=== EXERCISE REQUIREMENTS ===
The answer must be an exact copy of every entry.

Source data

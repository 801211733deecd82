//! # 近邻搜索
//!
//! 在截断半径内枚举所有有序原子对 (i, j, 平移)，周期方向包含镜像。
//! 每个无序对出现两次，调用方按 1/2 计权。
//!
//! ## 依赖关系
//! - 被 `calculator/pair.rs`, `fit/basis.rs` 使用
//! - 使用 `models/structure.rs`

use crate::error::{AceError, Result};
use crate::models::Configuration;

use nalgebra::Vector3;

/// 有序近邻对，`d = r_j + shift - r_i`
#[derive(Debug, Clone, Copy)]
pub struct NeighborPair {
    pub i: usize,
    pub j: usize,
    pub d: Vector3<f64>,
    pub r: f64,
}

/// 枚举截断半径内的所有有序近邻对
pub fn neighbor_pairs(config: &Configuration, cutoff: f64) -> Result<Vec<NeighborPair>> {
    let positions = wrapped_positions(config)?;
    let heights = config.cell.heights();

    let mut ranges = [0i64; 3];
    for k in 0..3 {
        if config.pbc[k] {
            if !(heights[k].is_finite() && heights[k] > 0.0) {
                return Err(AceError::InvalidArgument(format!(
                    "degenerate cell along periodic direction {}",
                    k
                )));
            }
            ranges[k] = (cutoff / heights[k]).ceil() as i64;
        }
    }

    let mut shifts = Vec::new();
    for n0 in -ranges[0]..=ranges[0] {
        for n1 in -ranges[1]..=ranges[1] {
            for n2 in -ranges[2]..=ranges[2] {
                let shift = config.cell.vector(0) * n0 as f64
                    + config.cell.vector(1) * n1 as f64
                    + config.cell.vector(2) * n2 as f64;
                shifts.push(((n0, n1, n2) == (0, 0, 0), shift));
            }
        }
    }

    let cutoff_sq = cutoff * cutoff;
    let mut pairs = Vec::new();
    for (i, ri) in positions.iter().enumerate() {
        for (j, rj) in positions.iter().enumerate() {
            for (is_origin, shift) in &shifts {
                if i == j && *is_origin {
                    continue;
                }
                let d = rj + shift - ri;
                let r_sq = d.norm_squared();
                if r_sq < cutoff_sq {
                    pairs.push(NeighborPair {
                        i,
                        j,
                        d,
                        r: r_sq.sqrt(),
                    });
                }
            }
        }
    }

    Ok(pairs)
}

/// 周期方向上把原子折回晶胞内，非周期方向保持原样
fn wrapped_positions(config: &Configuration) -> Result<Vec<Vector3<f64>>> {
    if !config.is_periodic() {
        return Ok(config.positions.clone());
    }

    config
        .positions
        .iter()
        .map(|p| {
            let mut f = config.cell.to_fractional(p).ok_or_else(|| {
                AceError::InvalidArgument("singular cell in periodic structure".to_string())
            })?;
            for k in 0..3 {
                if config.pbc[k] {
                    f[k] -= f[k].floor();
                }
            }
            Ok(config.cell.to_cartesian(&f))
        })
        .collect()
}

#[cfg(test)]
mod tests {
    use super::*;
    use crate::models::Cell;

    #[test]
    fn test_simple_cubic_coordination() {
        let config = Configuration::new(
            vec!["Po".into()],
            vec![Vector3::zeros()],
            Cell::cubic(3.0),
            [true; 3],
        )
        .unwrap();
        // 6 nearest neighbours at 3.0 Å, cutoff between first and second shell
        let pairs = neighbor_pairs(&config, 3.5).unwrap();
        assert_eq!(pairs.len(), 6);
        assert!(pairs.iter().all(|p| (p.r - 3.0).abs() < 1e-12));
    }

    #[test]
    fn test_non_periodic_dimer() {
        let config = Configuration::new(
            vec!["Al".into(), "Al".into()],
            vec![Vector3::zeros(), Vector3::new(2.5, 0.0, 0.0)],
            Cell::cubic(20.0),
            [false; 3],
        )
        .unwrap();
        let pairs = neighbor_pairs(&config, 5.0).unwrap();
        assert_eq!(pairs.len(), 2);
        assert!((pairs[0].d.x - 2.5).abs() < 1e-12);
        assert!((pairs[1].d.x + 2.5).abs() < 1e-12);
    }

    #[test]
    fn test_atoms_outside_cell_are_wrapped() {
        let inside = Configuration::new(
            vec!["Po".into(), "Po".into()],
            vec![Vector3::zeros(), Vector3::new(1.5, 1.5, 1.5)],
            Cell::cubic(3.0),
            [true; 3],
        )
        .unwrap();
        let mut outside = inside.clone();
        outside.positions[1] += Vector3::new(6.0, -3.0, 9.0);

        let a = neighbor_pairs(&inside, 4.0).unwrap();
        let b = neighbor_pairs(&outside, 4.0).unwrap();
        assert_eq!(a.len(), b.len());
    }
}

=== EXERCISE ANSWER ===
repository 801211733deecd82
//! # 近邻搜索
//!
//! 在截断半径内枚举所有有序原子对 (i, j, 平移)，周期方向包含镜像。
//! 每个无序对出现两次，调用方按 1/2 计权。
//!
//! ## 依赖关系
//! - 被 `calculator/pair.rs`, `fit/basis.rs` 使用
//! - 使用 `models/structure.rs`

use crate::error::{AceError, Result};
use crate::models::Configuration;

use nalgebra::Vector3;

/// 有序近邻对，`d = r_j + shift - r_i`
#[derive(Debug, Clone, Copy)]
pub struct NeighborPair {
    pub i: usize,
    pub j: usize,
    pub d: Vector3<f64>,
    pub r: f64,
}

/// 枚举截断半径内的所有有序近邻对
pub fn neighbor_pairs(config: &Configuration, cutoff: f64) -> Result<Vec<NeighborPair>> {
    let positions = wrapped_positions(config)?;
    let heights = config.cell.heights();

    let mut ranges = [0i64; 3];
    for k in 0..3 {
        if config.pbc[k] {
            if !(heights[k].is_finite() && heights[k] > 0.0) {
                return Err(AceError::InvalidArgument(format!(
                    "degenerate cell along periodic direction {}",
                    k
                )));
            }
            ranges[k] = (cutoff / heights[k]).ceil() as i64;
        }
    }

    let mut shifts = Vec::new();
    for n0 in -ranges[0]..=ranges[0] {
        for n1 in -ranges[1]..=ranges[1] {
            for n2 in -ranges[2]..=ranges[2] {
                let shift = config.cell.vector(0) * n0 as f64
                    + config.cell.vector(1) * n1 as f64
                    + config.cell.vector(2) * n2 as f64;
                shifts.push(((n0, n1, n2) == (0, 0, 0), shift));
            }
        }
    }

    let cutoff_sq = cutoff * cutoff;
    let mut pairs = Vec::new();
    for (i, ri) in positions.iter().enumerate() {
        for (j, rj) in positions.iter().enumerate() {
            for (is_origin, shift) in &shifts {
                if i == j && *is_origin {
                    continue;
                }
                let d = rj + shift - ri;
                let r_sq = d.norm_squared();
                if r_sq < cutoff_sq {
                    pairs.push(NeighborPair {
                        i,
                        j,
                        d,
                        r: r_sq.sqrt(),
                    });
                }
            }
        }
    }

    Ok(pairs)
}

/// 周期方向上把原子折回晶胞内，非周期方向保持原样
fn wrapped_positions(config: &Configuration) -> Result<Vec<Vector3<f64>>> {
    if !config.is_periodic() {
        return Ok(config.positions.clone());
    }

    config
        .positions
        .iter()
        .map(|p| {
            let mut f = config.cell.to_fractional(p).ok_or_else(|| {
                AceError::InvalidArgument("singular cell in periodic structure".to_string())
            })?;
            for k in 0..3 {
                if config.pbc[k] {
                    f[k] -= f[k].floor();
                }
            }
            Ok(config.cell.to_cartesian(&f))
        })
        .collect()
}

#[cfg(test)]
mod tests {
    use super::*;
    use crate::models::Cell;

    #[test]
    fn test_simple_cubic_coordination() {
        let config = Configuration::new(
            vec!["Po".into()],
            vec![Vector3::zeros()],
            Cell::cubic(3.0),
            [true; 3],
        )
        .unwrap();
        // 6 nearest neighbours at 3.0 Å, cutoff between first and second shell
        let pairs = neighbor_pairs(&config, 3.5).unwrap();
        assert_eq!(pairs.len(), 6);
        assert!(pairs.iter().all(|p| (p.r - 3.0).abs() < 1e-12));
    }

    #[test]
    fn test_non_periodic_dimer() {
        let config = Configuration::new(
            vec!["Al".into(), "Al".into()],
            vec![Vector3::zeros(), Vector3::new(2.5, 0.0, 0.0)],
            Cell::cubic(20.0),
            [false; 3],
        )
        .unwrap();
        let pairs = neighbor_pairs(&config, 5.0).unwrap();
        assert_eq!(pairs.len(), 2);
        assert!((pairs[0].d.x - 2.5).abs() < 1e-12);
        assert!((pairs[1].d.x + 2.5).abs() < 1e-12);
    }

    #[test]
    fn test_atoms_outside_cell_are_wrapped() {
        let inside = Configuration::new(
            vec!["Po".into(), "Po".into()],
            vec![Vector3::zeros(), Vector3::new(1.5, 1.5, 1.5)],
            Cell::cubic(3.0),
            [true; 3],
        )
        .unwrap();
        let mut outside = inside.clone();
        outside.positions[1] += Vector3::new(6.0, -3.0, 9.0);

        let a = neighbor_pairs(&inside, 4.0).unwrap();
        let b = neighbor_pairs(&outside, 4.0).unwrap();
        assert_eq!(a.len(), b.len());
    }
}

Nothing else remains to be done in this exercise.